INSTRUCTIONS FOR THE TASK =
Collect all lines from the records below that include the word "found".

DATA IN THIS EXERCISE =

**********

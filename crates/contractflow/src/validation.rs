//! Record validation.
//!
//! Validation never rejects a record outright: every problem becomes a
//! [`Finding`], and a non-empty set of findings is a partial failure that
//! the pipeline turns into a single quality issue.

use std::str::FromStr;

use chrono::NaiveDate;
use serde::Serialize;
use thiserror::Error;

use crate::extraction::IntermediateRecord;

#[derive(Debug, Clone, Copy, PartialEq, Eq, PartialOrd, Ord, Serialize)]
#[serde(rename_all = "lowercase")]
pub enum Severity {
    Low,
    Medium,
    High,
}

impl Severity {
    pub fn as_str(&self) -> &'static str {
        match self {
            Severity::Low => "low",
            Severity::Medium => "medium",
            Severity::High => "high",
        }
    }
}

impl FromStr for Severity {
    type Err = String;

    fn from_str(s: &str) -> Result<Self, Self::Err> {
        match s {
            "low" => Ok(Severity::Low),
            "medium" => Ok(Severity::Medium),
            "high" => Ok(Severity::High),
            other => Err(format!("unknown severity '{}'", other)),
        }
    }
}

#[derive(Debug, Clone, Copy, PartialEq, Eq, Serialize)]
#[serde(rename_all = "lowercase")]
pub enum IssueStatus {
    Open,
    Resolved,
}

impl IssueStatus {
    pub fn as_str(&self) -> &'static str {
        match self {
            IssueStatus::Open => "open",
            IssueStatus::Resolved => "resolved",
        }
    }
}

impl FromStr for IssueStatus {
    type Err = String;

    fn from_str(s: &str) -> Result<Self, Self::Err> {
        match s {
            "open" => Ok(IssueStatus::Open),
            "resolved" => Ok(IssueStatus::Resolved),
            other => Err(format!("unknown issue status '{}'", other)),
        }
    }
}

/// A non-fatal finding recorded against a job for manual review.
#[derive(Debug, Clone, PartialEq, Serialize)]
pub struct QualityIssue {
    /// Assigned by the audit log.
    #[serde(skip_serializing_if = "Option::is_none")]
    pub id: Option<i64>,
    pub job_id: String,
    pub issue_type: String,
    pub severity: Severity,
    pub description: String,
    pub requires_manual_review: bool,
    pub status: IssueStatus,
}

#[derive(Debug, Clone, PartialEq, Serialize)]
pub struct Finding {
    /// Machine-readable issue type, e.g. `missing_parties`.
    pub kind: &'static str,
    pub severity: Severity,
    pub message: String,
    pub requires_manual_review: bool,
}

#[derive(Error, Debug)]
pub enum ValidationError {
    #[error("Validation found {} problem(s): {}", .findings.len(), summarize(.findings))]
    Partial { findings: Vec<Finding> },
}

impl ValidationError {
    pub fn findings(&self) -> &[Finding] {
        match self {
            ValidationError::Partial { findings } => findings,
        }
    }

    /// The quality issue this failure is recorded as: type of the most
    /// severe finding, all messages, the highest severity, and manual review
    /// when any finding asks for it.
    pub fn to_issue(&self, job_id: &str) -> QualityIssue {
        let findings = self.findings();
        // first of the most severe findings
        let worst = findings.iter().rev().max_by_key(|f| f.severity);
        QualityIssue {
            id: None,
            job_id: job_id.to_string(),
            issue_type: worst.map(|f| f.kind).unwrap_or("validation").to_string(),
            severity: worst.map(|f| f.severity).unwrap_or(Severity::Low),
            description: summarize(findings),
            requires_manual_review: findings.iter().any(|f| f.requires_manual_review),
            status: IssueStatus::Open,
        }
    }
}

fn summarize(findings: &[Finding]) -> String {
    findings
        .iter()
        .map(|f| f.message.as_str())
        .collect::<Vec<_>>()
        .join("; ")
}

pub trait Validator: Send + Sync {
    fn validate(&self, record: &IntermediateRecord) -> Result<(), ValidationError>;
}

/// Completeness and consistency checks for contract records.
pub struct ContractValidator;

impl ContractValidator {
    pub fn new() -> Self {
        Self
    }

    pub fn findings(&self, record: &IntermediateRecord) -> Vec<Finding> {
        let mut findings = Vec::new();

        if record.is_empty() {
            findings.push(Finding {
                kind: "empty_content",
                severity: Severity::High,
                message: "No content could be extracted from the document".to_string(),
                requires_manual_review: true,
            });
            return findings;
        }

        match record.parties.len() {
            0 => findings.push(Finding {
                kind: "missing_parties",
                severity: Severity::Medium,
                message: "No contracting parties identified".to_string(),
                requires_manual_review: true,
            }),
            1 => findings.push(Finding {
                kind: "missing_parties",
                severity: Severity::Medium,
                message: "Only one contracting party identified".to_string(),
                requires_manual_review: true,
            }),
            _ => {}
        }

        let effective = check_date(&mut findings, "effective_date", &record.effective_date);
        let expiration = check_date(&mut findings, "expiration_date", &record.expiration_date);
        if record.effective_date.is_none() {
            findings.push(Finding {
                kind: "missing_effective_date",
                severity: Severity::Low,
                message: "Effective date not found".to_string(),
                requires_manual_review: false,
            });
        }

        if let (Some(start), Some(end)) = (effective, expiration) {
            if end < start {
                findings.push(Finding {
                    kind: "date_order",
                    severity: Severity::High,
                    message: format!("Expiration date {} precedes effective date {}", end, start),
                    requires_manual_review: true,
                });
            }
        }

        if let Some(value) = &record.total_value {
            if !value.amount.is_finite() || value.amount < 0.0 {
                findings.push(Finding {
                    kind: "invalid_amount",
                    severity: Severity::Medium,
                    message: format!("Contract value {} is not a valid amount", value.amount),
                    requires_manual_review: false,
                });
            }
        }

        findings
    }
}

impl Default for ContractValidator {
    fn default() -> Self {
        Self::new()
    }
}

impl Validator for ContractValidator {
    fn validate(&self, record: &IntermediateRecord) -> Result<(), ValidationError> {
        let findings = self.findings(record);
        if findings.is_empty() {
            Ok(())
        } else {
            Err(ValidationError::Partial { findings })
        }
    }
}

fn check_date(findings: &mut Vec<Finding>, field: &str, value: &Option<String>) -> Option<NaiveDate> {
    let raw = value.as_deref()?;
    match NaiveDate::parse_from_str(raw.trim(), "%Y-%m-%d") {
        Ok(date) => Some(date),
        Err(_) => {
            findings.push(Finding {
                kind: "invalid_date",
                severity: Severity::Medium,
                message: format!("{} '{}' is not a YYYY-MM-DD date", field, raw),
                requires_manual_review: true,
            });
            None
        }
    }
}

#[cfg(test)]
mod tests {
    use super::*;
    use crate::extraction::{MonetaryAmount, Party};

    fn party(name: &str) -> Party {
        Party {
            name: name.to_string(),
            role: None,
        }
    }

    fn complete() -> IntermediateRecord {
        IntermediateRecord {
            title: Some("Lease".to_string()),
            parties: vec![party("Acme"), party("Beta")],
            effective_date: Some("2024-01-01".to_string()),
            expiration_date: Some("2025-01-01".to_string()),
            total_value: Some(MonetaryAmount {
                amount: 1000.0,
                currency: Some("EUR".to_string()),
            }),
            ..Default::default()
        }
    }

    #[test]
    fn test_complete_record_passes() {
        assert!(ContractValidator::new().validate(&complete()).is_ok());
    }

    #[test]
    fn test_empty_record_needs_review() {
        let err = ContractValidator::new()
            .validate(&IntermediateRecord::default())
            .unwrap_err();
        let issue = err.to_issue("job-1");
        assert_eq!(issue.job_id, "job-1");
        assert_eq!(issue.status, IssueStatus::Open);
        assert_eq!(issue.issue_type, "empty_content");
        assert_eq!(issue.severity, Severity::High);
        assert!(issue.requires_manual_review);
        assert_eq!(err.findings().len(), 1);
    }

    #[test]
    fn test_single_party() {
        let mut record = complete();
        record.parties.truncate(1);
        let err = ContractValidator::new().validate(&record).unwrap_err();
        assert_eq!(err.findings()[0].kind, "missing_parties");
    }

    #[test]
    fn test_missing_effective_date_is_low() {
        let mut record = complete();
        record.effective_date = None;
        let issue = ContractValidator::new()
            .validate(&record)
            .unwrap_err()
            .to_issue("job-1");
        assert_eq!(issue.issue_type, "missing_effective_date");
        assert_eq!(issue.severity, Severity::Low);
        assert!(!issue.requires_manual_review);
    }

    #[test]
    fn test_date_order_and_format() {
        let mut record = complete();
        record.expiration_date = Some("2023-06-30".to_string());
        let err = ContractValidator::new().validate(&record).unwrap_err();
        assert_eq!(err.to_issue("job-1").issue_type, "date_order");

        record.expiration_date = Some("June 2025".to_string());
        let err = ContractValidator::new().validate(&record).unwrap_err();
        assert_eq!(err.findings()[0].kind, "invalid_date");
    }

    #[test]
    fn test_issue_combines_findings() {
        let mut record = complete();
        record.parties.clear();
        record.total_value = Some(MonetaryAmount {
            amount: -5.0,
            currency: None,
        });
        let err = ContractValidator::new().validate(&record).unwrap_err();
        let issue = err.to_issue("job-1");

        assert_eq!(err.findings().len(), 2);
        assert_eq!(issue.severity, Severity::Medium);
        assert_eq!(issue.issue_type, "missing_parties");
        assert_eq!(
            issue.description,
            "No contracting parties identified; Contract value -5 is not a valid amount"
        );
        assert!(err.to_string().starts_with("Validation found 2 problem(s)"));
    }

    #[test]
    fn test_severity_and_status_parse() {
        assert_eq!("high".parse::<Severity>().unwrap(), Severity::High);
        assert!("critical".parse::<Severity>().is_err());
        assert_eq!("resolved".parse::<IssueStatus>().unwrap(), IssueStatus::Resolved);
        assert!(Severity::High > Severity::Medium);
    }
}
use std::time::Instant;

use crate::extraction::{Extraction, IntermediateRecord};
use crate::processor::{Block, Classification, PageText};
use crate::router::{RoutingMode, RoutingOutcome};
use crate::validation::QualityIssue;
use crate::worker::{DocumentJob, JobInput};

use super::path::ProcessingPath;
use super::stage::StageRecord;

/// Everything one job accumulates while its stages run.
pub struct PipelineContext {
    // Input
    pub job: DocumentJob,
    pub bytes: Vec<u8>,
    pub forced_model: Option<String>,
    pub routing_mode: RoutingMode,
    pub started: Instant,

    // classification
    pub classification: Option<Classification>,
    pub path: Option<ProcessingPath>,

    // ocr (scanned path) or the PDF text layer (text-native path)
    pub pages: Vec<PageText>,
    /// Mean OCR confidence over the pages that were read.
    pub ocr_confidence: Option<f64>,

    // layout_analysis or xml_parsing
    pub blocks: Vec<Block>,
    pub complexity: Option<f64>,

    // entity_extraction or xml_parsing
    pub extraction: Option<Extraction>,
    pub record: Option<IntermediateRecord>,
    /// Fed back to the routing history once the job ends.
    pub routing_outcome: Option<RoutingOutcome>,

    // storage
    pub record_id: Option<String>,

    pub stages: Vec<StageRecord>,
    pub issues: Vec<QualityIssue>,
}

impl PipelineContext {
    pub fn new(input: JobInput, routing_mode: RoutingMode) -> Self {
        let job = DocumentJob::new(&input);
        Self {
            job,
            bytes: input.bytes,
            forced_model: input.forced_model,
            routing_mode,
            started: Instant::now(),
            classification: None,
            path: None,
            pages: Vec::new(),
            ocr_confidence: None,
            blocks: Vec::new(),
            complexity: None,
            extraction: None,
            record: None,
            routing_outcome: None,
            record_id: None,
            stages: Vec::new(),
            issues: Vec::new(),
        }
    }

    pub fn is_scanned(&self) -> bool {
        self.path == Some(ProcessingPath::Scanned)
    }

    pub fn page_count(&self) -> u32 {
        self.classification
            .as_ref()
            .map(|c| c.page_count)
            .unwrap_or(0)
    }
}
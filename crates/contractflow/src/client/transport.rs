//! HTTP transport seam. The client owns policy (limits, retries, timeouts);
//! a transport only moves one request over the wire.

use async_trait::async_trait;
use reqwest::header::HeaderMap;
use reqwest::Method;

use super::error::{ClientError, TransportError};

#[derive(Debug, Clone)]
pub struct ApiRequest {
    pub method: Method,
    pub url: String,
    pub headers: HeaderMap,
    pub body: Option<serde_json::Value>,
}

impl ApiRequest {
    pub fn post_json(url: impl Into<String>, body: serde_json::Value) -> Self {
        Self {
            method: Method::POST,
            url: url.into(),
            headers: HeaderMap::new(),
            body: Some(body),
        }
    }

    pub fn get(url: impl Into<String>) -> Self {
        Self {
            method: Method::GET,
            url: url.into(),
            headers: HeaderMap::new(),
            body: None,
        }
    }

    pub fn with_headers(mut self, headers: HeaderMap) -> Self {
        self.headers.extend(headers);
        self
    }
}

/// Any response with a status line, including 4xx/5xx.
#[derive(Debug, Clone, PartialEq)]
pub struct ApiResponse {
    pub status: u16,
    pub body: String,
}

impl ApiResponse {
    pub fn is_success(&self) -> bool {
        (200..300).contains(&self.status)
    }

    pub fn json<T: serde::de::DeserializeOwned>(&self) -> Result<T, serde_json::Error> {
        serde_json::from_str(&self.body)
    }
}

#[async_trait]
pub trait Transport: Send + Sync {
    async fn send(&self, request: &ApiRequest) -> Result<ApiResponse, TransportError>;
}

/// reqwest-backed transport sharing one connection pool.
pub struct ReqwestTransport {
    client: reqwest::Client,
}

impl ReqwestTransport {
    pub fn new(max_connections: usize) -> Result<Self, ClientError> {
        let client = reqwest::Client::builder()
            .pool_max_idle_per_host(max_connections)
            .user_agent(concat!("contractflow/", env!("CARGO_PKG_VERSION")))
            .build()
            .map_err(|e| ClientError::Build(e.to_string()))?;
        Ok(Self { client })
    }
}

#[async_trait]
impl Transport for ReqwestTransport {
    async fn send(&self, request: &ApiRequest) -> Result<ApiResponse, TransportError> {
        let mut builder = self
            .client
            .request(request.method.clone(), &request.url)
            .headers(request.headers.clone());
        if let Some(body) = &request.body {
            builder = builder.json(body);
        }

        let response = builder.send().await.map_err(map_reqwest_error)?;
        let status = response.status().as_u16();
        let body = response.text().await.map_err(map_reqwest_error)?;
        Ok(ApiResponse { status, body })
    }
}

fn map_reqwest_error(e: reqwest::Error) -> TransportError {
    if e.is_builder() {
        TransportError::InvalidRequest(e.to_string())
    } else if e.is_connect() {
        TransportError::Connect(e.to_string())
    } else {
        TransportError::Other(e.to_string())
    }
}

**********

SOLUTION FOR THIS EXERCISE =
    #[error("Validation found {} problem(s): {}", .findings.len(), summarize(.findings))]
                message: "Effective date not found".to_string(),
        assert!(err.to_string().starts_with("Validation found 2 problem(s)"));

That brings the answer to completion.